My Journey Into Meditation

When I was in college one of my electives was Aikido.

The teacher instructed us to stand with one foot forward and one back in a fighting stance.

Everything in Aikido was about spirals and energy. Instead of turning away from an opponent you went toward them. My immediate response was always to turn my back on them so that was awkward.

We practiced forward rolls and I felt dizzy. Years of neck and low back pain had my 19 year old body feeling 50.

One night when it was time to dry my hair after a shower I took the Aikido stance and I kid you not my mind cleared. I heard the sound of the hair dryer, watched my hair flying around, felt the warmth of the air blowing on my face. I can still remember the yellowish white color in that bathroom: all of my sense felt alive and present.

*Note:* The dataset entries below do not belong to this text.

//! Detects gaps in an inbound RTP sequence and schedules NACK re-requests
//! (`spec.md` §4.D).

use std::collections::BTreeMap;

use crate::clock::MonoMs;

const MAX_NACK_RETRIES: u8 = 10;
const MAX_NACK_LIST_SIZE: usize = 1000;
const MAX_PACKET_AGE: u32 = 10_000;
const TIME_FILTER_PERIOD_MS: u64 = 40;

#[derive(Clone, Copy, Debug)]
struct NackInfo {
    seq32: u32,
    send_at_seq: u32,
    sent_at_ms: Option<MonoMs>,
    retries: u8,
}

/// Outcome of feeding one RTP packet to the generator.
#[derive(Clone, Copy, Debug, Default, PartialEq, Eq)]
pub struct NackOutcome {
    pub key_frame_required: bool,
}

pub struct NackGenerator {
    nack_list: BTreeMap<u32, NackInfo>,
    key_frame_list: Vec<u32>,
    recovered_list: Vec<u32>,
    last_seq32: Option<u32>,
    rollovers: u32,
    last_seq16: u16,
    next_send_seq: u32,
}

impl Default for NackGenerator {
    fn default() -> Self {
        Self::new()
    }
}

impl NackGenerator {
    #[must_use]
    pub fn new() -> Self {
        Self {
            nack_list: BTreeMap::new(),
            key_frame_list: Vec::new(),
            recovered_list: Vec::new(),
            last_seq32: None,
            rollovers: 0,
            last_seq16: 0,
            next_send_seq: 0,
        }
    }

    fn extend_seq(&mut self, seq16: u16) -> u32 {
        if let Some(last32) = self.last_seq32 {
            let last16 = self.last_seq16;
            if last16 > 0xC000 && seq16 < 0x4000 {
                self.rollovers += 1;
            } else if last16 < 0x4000 && seq16 > 0xC000 {
                // A late packet from just before our last rollover.
                return ((self.rollovers.wrapping_sub(1)) << 16) | seq16 as u32;
            }
            let _ = last32;
        }
        (self.rollovers << 16) | seq16 as u32
    }

    fn prune_old_entries(&mut self, reference_seq32: u32) {
        self.nack_list
            .retain(|&seq32, _| reference_seq32.wrapping_sub(seq32) <= MAX_PACKET_AGE);
        self.key_frame_list
            .retain(|&seq32| reference_seq32.wrapping_sub(seq32) <= MAX_PACKET_AGE);
    }

    /// Call when an RTP packet is a key frame's first packet.
    pub fn receive_key_frame(&mut self, seq16: u16) {
        let seq32 = self.extend_seq(seq16);
        self.key_frame_list.push(seq32);
    }

    /// Feeds one arriving RTP packet's sequence number. Returns whether a
    /// key frame is now required (the NACK list overflowed even after
    /// pruning to the last keyframe).
    pub fn receive_packet(&mut self, seq16: u16) -> NackOutcome {
        let seq32 = self.extend_seq(seq16);

        let Some(last32) = self.last_seq32 else {
            self.last_seq32 = Some(seq32);
            self.last_seq16 = seq16;
            return NackOutcome::default();
        };

        if seq32 == last32 {
            return NackOutcome::default();
        }

        if seq32 < last32 {
            // Out of order (or a late retransmission).
            if self.nack_list.remove(&seq32).is_some() {
                return NackOutcome::default();
            }
            self.recovered_list.push(seq32);
            self.recovered_list
                .retain(|&s| seq32.wrapping_sub(s) <= MAX_PACKET_AGE);
            return NackOutcome::default();
        }

        // In order, possibly with a gap.
        if seq32 > last32 + 1 {
            for missing in (last32 + 1)..seq32 {
                self.nack_list.insert(
                    missing,
                    NackInfo {
                        seq32: missing,
                        send_at_seq: self.next_send_seq,
                        sent_at_ms: None,
                        retries: 0,
                    },
                );
            }
            self.next_send_seq += 1;
        }
        self.last_seq32 = Some(seq32);
        self.last_seq16 = seq16;
        self.prune_old_entries(seq32);

        if self.nack_list.len() > MAX_NACK_LIST_SIZE {
            let keyframe_boundary = self.key_frame_list.last().copied().unwrap_or(0);
            self.nack_list.retain(|&s, _| s >= keyframe_boundary);
            if self.nack_list.len() > MAX_NACK_LIST_SIZE {
                self.nack_list.clear();
                return NackOutcome {
                    key_frame_required: true,
                };
            }
        }
        NackOutcome::default()
    }

    /// SEQ filter: every entry whose `send_at_seq` has already been reached
    /// (i.e. every currently pending entry, since entries are only ever
    /// created at the current send cursor) is emitted immediately.
    pub fn seq_filter_batch(&mut self, now_ms: MonoMs) -> Vec<u16> {
        let mut out = Vec::new();
        let seqs: Vec<u32> = self.nack_list.keys().copied().collect();
        for seq32 in seqs {
            let Some(info) = self.nack_list.get_mut(&seq32) else {
                continue;
            };
            if info.sent_at_ms.is_some() {
                continue;
            }
            info.sent_at_ms = Some(now_ms);
            info.retries += 1;
            out.push((seq32 & 0xFFFF) as u16);
            if info.retries >= MAX_NACK_RETRIES {
                self.nack_list.remove(&seq32);
            }
        }
        out
    }

    /// TIME filter: runs every 40 ms, re-emitting any entry not resolved
    /// within `rtt_ms` of its last send.
    pub fn time_filter_batch(&mut self, now_ms: MonoMs, rtt_ms: u64) -> Vec<u16> {
        let mut out = Vec::new();
        let seqs: Vec<u32> = self.nack_list.keys().copied().collect();
        for seq32 in seqs {
            let Some(info) = self.nack_list.get_mut(&seq32) else {
                continue;
            };
            let due = match info.sent_at_ms {
                None => true,
                Some(sent) => now_ms.0.saturating_sub(sent.0) >= rtt_ms,
            };
            if !due {
                continue;
            }
            info.sent_at_ms = Some(now_ms);
            info.retries += 1;
            out.push((seq32 & 0xFFFF) as u16);
            if info.retries >= MAX_NACK_RETRIES {
                self.nack_list.remove(&seq32);
            }
        }
        out
    }

    pub fn pending_count(&self) -> usize {
        self.nack_list.len()
    }

    pub const fn time_filter_period_ms() -> u64 {
        TIME_FILTER_PERIOD_MS
    }
}

#[cfg(test)]
mod tests {
    use super::*;

    #[test]
    fn in_order_loss_is_nacked_once() {
        // spec.md §8 scenario 1.
        let mut gen = NackGenerator::new();
        gen.receive_packet(2381);
        gen.receive_packet(2383);
        assert_eq!(gen.pending_count(), 1);
        let batch = gen.seq_filter_batch(MonoMs(0));
        assert_eq!(batch, vec![2382]);
    }

    #[test]
    fn sequence_wrap_is_nacked_exactly_once() {
        // spec.md §8 scenario 2.
        let mut gen = NackGenerator::new();
        gen.receive_packet(65534);
        gen.receive_packet(65535);
        gen.receive_packet(1);
        assert_eq!(gen.pending_count(), 1);
        let batch = gen.seq_filter_batch(MonoMs(0));
        assert_eq!(batch, vec![0]);
        // A second filter pass this tick must not re-emit: it was already
        // marked sent at this instant (TIME filter requires rtt elapsed).
        let batch2 = gen.time_filter_batch(MonoMs(0), 100);
        assert!(batch2.is_empty());
    }

    #[test]
    fn retry_cap_drops_entry_after_ten_emissions() {
        let mut gen = NackGenerator::new();
        gen.receive_packet(1);
        gen.receive_packet(3);
        let mut now = 0u64;
        for _ in 0..10 {
            now += 40;
            let batch = gen.time_filter_batch(MonoMs(now), 1);
            assert_eq!(batch, vec![2]);
        }
        assert_eq!(gen.pending_count(), 0);
    }

    #[test]
    fn out_of_order_recovery_removes_from_nack_list() {
        let mut gen = NackGenerator::new();
        gen.receive_packet(1);
        gen.receive_packet(3);
        assert_eq!(gen.pending_count(), 1);
        gen.receive_packet(2);
        assert_eq!(gen.pending_count(), 0);
    }
}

That was one of the reasons I stuck with mindfulness practices even if it felt torturous.

In my first few months meditating I would go into the meditation room at my college to sit on a cushion for just 5 minutes.

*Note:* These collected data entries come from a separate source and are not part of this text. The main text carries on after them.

//! RTCP feedback packet codecs: NACK, PLI/FIR, REMB and transport-cc.
//!
//! Each submodule is a pair of free `build_*`/`parse_*` (or `encode`/
//! `decode`) functions over the common feedback header in [`header`]; none
//! of them own any state, that lives in the components under
//! [`crate::nack_generator`], [`crate::key_frame_request_manager`] and
//! [`crate::tcc`].

pub mod header;
pub mod nack;
pub mod pli_fir;
pub mod remb;
pub mod transport_cc;

pub use header::{FeedbackHeader, FMT_AFB, FMT_FIR, FMT_NACK, FMT_PLI, FMT_TCC, PT_PSFB, PT_RTPFB};
pub use nack::{build_nack_packets, parse_nack_packet};
pub use pli_fir::{build_fir, build_pli, parse_fir, parse_pli};
pub use remb::{build_remb, parse_remb, Remb};
pub use transport_cc::{decode as decode_tcc_feedback, encode as encode_tcc_feedback, TccEntry, TccFeedback};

I’d close my eyes and witness the insanity of the swarming thoughts inside of me.

I’d tell myself what the meditation teachers said to do, to call them thoughts and let them pass.

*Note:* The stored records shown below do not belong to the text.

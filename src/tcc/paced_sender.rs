//! Token-bucket pacer: separate media/padding budgets draining at the
//! current target bitrate, with a next-fire timer bounded to [5ms, 25ms]
//! (`spec.md` §4.K).

use std::collections::VecDeque;

use bytes::Bytes;

use crate::clock::MonoMs;

use super::bitrate_prober::BitrateProber;
use super::client::RtpProbationGenerator;

const MIN_TIMER_INTERVAL_MS: u64 = 5;
const MAX_TIMER_INTERVAL_MS: u64 = 25;
const PACKET_SIZE_SMOOTHING: f64 = 0.95;

#[derive(Clone, Debug)]
pub struct QueuedPacket {
    pub payload: Bytes,
    pub is_padding: bool,
}

struct Budget {
    bytes_remaining: f64,
    rate_bps: f64,
}

impl Budget {
    fn new(rate_bps: f64) -> Self {
        Self {
            bytes_remaining: 0.0,
            rate_bps,
        }
    }

    fn accumulate(&mut self, elapsed_ms: u64) {
        self.bytes_remaining += self.rate_bps / 8.0 * (elapsed_ms as f64 / 1000.0);
    }

    fn consume(&mut self, bytes: usize) {
        self.bytes_remaining -= bytes as f64;
    }

    fn has_budget(&self) -> bool {
        self.bytes_remaining >= 0.0
    }
}

/// Paces queued RTP packets against a media budget and separately against
/// a padding budget, driven by an external caller polling at a cadence
/// this pacer's `next_send_time_ms` recommends.
pub struct PacedSender {
    queue: VecDeque<QueuedPacket>,
    media_budget: Budget,
    padding_budget: Budget,
    prober: BitrateProber,
    probation: RtpProbationGenerator,
    last_update_ms: Option<MonoMs>,
    avg_packet_size_bytes: f64,
}

impl PacedSender {
    #[must_use]
    pub fn new(start_bitrate_bps: f64) -> Self {
        Self {
            queue: VecDeque::new(),
            media_budget: Budget::new(start_bitrate_bps),
            padding_budget: Budget::new(0.0),
            prober: BitrateProber::new(),
            probation: RtpProbationGenerator::new(0),
            last_update_ms: None,
            avg_packet_size_bytes: 1200.0,
        }
    }

    pub fn set_pacing_rates_bps(&mut self, media_rate_bps: f64, padding_rate_bps: f64) {
        self.media_budget.rate_bps = media_rate_bps;
        self.padding_budget.rate_bps = padding_rate_bps;
    }

    pub fn enqueue(&mut self, payload: Bytes) {
        self.avg_packet_size_bytes = PACKET_SIZE_SMOOTHING * self.avg_packet_size_bytes
            + (1.0 - PACKET_SIZE_SMOOTHING) * payload.len() as f64;
        self.queue.push_back(QueuedPacket {
            payload,
            is_padding: false,
        });
    }

    #[must_use]
    pub fn prober_mut(&mut self) -> &mut BitrateProber {
        &mut self.prober
    }

    #[must_use]
    pub fn queue_len(&self) -> usize {
        self.queue.len()
    }

    /// Advances the token buckets by the elapsed time since the last call
    /// and dequeues packets the media budget can afford.
    pub fn process(&mut self, now_ms: MonoMs) -> Vec<QueuedPacket> {
        let elapsed_ms = self.last_update_ms.map_or(0, |last| now_ms.saturating_sub(last));
        self.last_update_ms = Some(now_ms);
        self.media_budget.accumulate(elapsed_ms);
        self.padding_budget.accumulate(elapsed_ms);

        let mut sent = Vec::new();
        while self.media_budget.has_budget() {
            let Some(packet) = self.queue.pop_front() else {
                break;
            };
            self.media_budget.consume(packet.payload.len());
            if self.prober.is_probing() {
                self.prober.on_packet_sent(now_ms, packet.payload.len() as u32);
            }
            sent.push(packet);
        }

        while self.prober.is_probing() || (self.padding_budget.rate_bps > 0.0 && self.padding_budget.has_budget()) {
            let size_bytes = self
                .prober
                .recommended_probe_size()
                .unwrap_or(self.avg_packet_size_bytes.round() as u32)
                .max(1) as usize;
            let payload = self.probation.generate(size_bytes);
            self.padding_budget.consume(payload.len());
            if self.prober.is_probing() {
                self.prober.on_packet_sent(now_ms, payload.len() as u32);
            }
            sent.push(QueuedPacket {
                payload,
                is_padding: true,
            });
            if !self.prober.is_probing() && !self.padding_budget.has_budget() {
                break;
            }
        }
        sent
    }

    /// Next time this pacer wants a `process` call: the time the media
    /// budget next turns non-negative, clamped to [5ms, 25ms] of "now".
    #[must_use]
    pub fn next_send_time_ms(&self, now_ms: MonoMs) -> MonoMs {
        if let Some(probe_due) = self.prober.next_probe_time_ms(now_ms) {
            return probe_due;
        }
        if self.queue.is_empty() {
            return now_ms.add_ms(MAX_TIMER_INTERVAL_MS);
        }
        if self.media_budget.has_budget() {
            return now_ms.add_ms(MIN_TIMER_INTERVAL_MS);
        }
        let deficit_bytes = -self.media_budget.bytes_remaining;
        let rate_bytes_per_ms = (self.media_budget.rate_bps / 8.0 / 1000.0).max(1.0);
        let wait_ms = (deficit_bytes / rate_bytes_per_ms).ceil() as u64;
        now_ms.add_ms(wait_ms.clamp(MIN_TIMER_INTERVAL_MS, MAX_TIMER_INTERVAL_MS))
    }
}

#[cfg(test)]
mod tests {
    use super::*;

    #[test]
    fn packets_drain_at_configured_rate() {
        let mut pacer = PacedSender::new(1_000_000.0);
        for _ in 0..20 {
            pacer.enqueue(Bytes::from(vec![0u8; 1200]));
        }
        let mut now = MonoMs(0);
        let mut total_sent = 0;
        for _ in 0..50 {
            now = now.add_ms(10);
            total_sent += pacer.process(now).len();
        }
        assert!(total_sent > 0);
        assert!(total_sent <= 20);
    }

    #[test]
    fn empty_queue_backs_off_to_max_interval() {
        let pacer = PacedSender::new(500_000.0);
        let now = MonoMs(0);
        let next = pacer.next_send_time_ms(now);
        assert_eq!(next.0, MAX_TIMER_INTERVAL_MS);
    }

    #[test]
    fn probing_fills_an_empty_queue_with_padding() {
        use super::super::bitrate_prober::ProbeCluster;

        let mut pacer = PacedSender::new(1_000_000.0);
        pacer.prober_mut().create_probe_clusters(&[ProbeCluster {
            id: 1,
            target_bitrate_bps: 1_000_000,
            min_probes: 3,
            min_bytes: 3_000,
        }]);
        let sent = pacer.process(MonoMs(10));
        assert!(sent.iter().all(|p| p.is_padding));
        assert!(!sent.is_empty());
        assert!(!pacer.prober_mut().is_probing());
    }

    #[test]
    fn no_padding_when_idle_and_not_probing() {
        let mut pacer = PacedSender::new(1_000_000.0);
        let sent = pacer.process(MonoMs(10));
        assert!(sent.is_empty());
    }
}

“These are just thoughts, I’m just thinking.”

After what felt like a minimum of 5 minutes I’d open my eyes in shock!

ONE minute!

This must be some kind of sick joke. There is no way it was just ONE.

How? How could I sit still for another 4 minutes?

My back was spasming.

My neck hurt.
My thoughts were insane.
I felt crazy.

I’d refocus, close my eyes, and repeat,

“Thoughts, these are just thoughts, let them pass.”

Surely it had been 4 minutes.

ONE minute.

Torture.
This was torture.

The other people in the room looked peaceful.
The room has this sacred peaceful feeling.
I believed in the power of focus, in stilling my mind, and I was determined to find peace.
So I kept going back.

I did my 5 minutes a day and I grew more tolerable of my thoughts.

Five minutes didn’t feel like an eternity anymore.

My thoughts still swarmed, but not as viciously every time.

I started to build more of a tolerance for my inner thoughts.

Soon I’d look up and it had actually been 5 minutes.

That’s when I stopped.

I’d reached my goal of 5 minutes and I was good.

Until the next semester when we were assigned 15 minutes in a mediation class.

BUT this teacher said we could lay down.

This felt revolutionary!

My body was in heaven.

My neck and back could relax.

15 minutes was doable this way, the hard part was staying awake.

I’ll never forget my first practice on my back in that room.

I lay diagonal on one of the blue cushions, put my hands on my lower belly and focused on my breath.

I heard birds chirping outside.
Had they always been there?

I felt the temperature in the room, cool, but comfortable.

The softness of the cushion pressed into my back and the back of my head.

Why did I ever not like meditation?

This felt heavenly.

I opened my eyes and stared in awe at the rays of sunlight.

This felt similar to altered states I’d felt doing drugs as a teenager.

This felt magical.
This peacefulness was something I wanted so badly.

I grasped at it.

I want to feel this way all day.
All day.

Just like that it was gone, but the glimpse stayed in my body and mind.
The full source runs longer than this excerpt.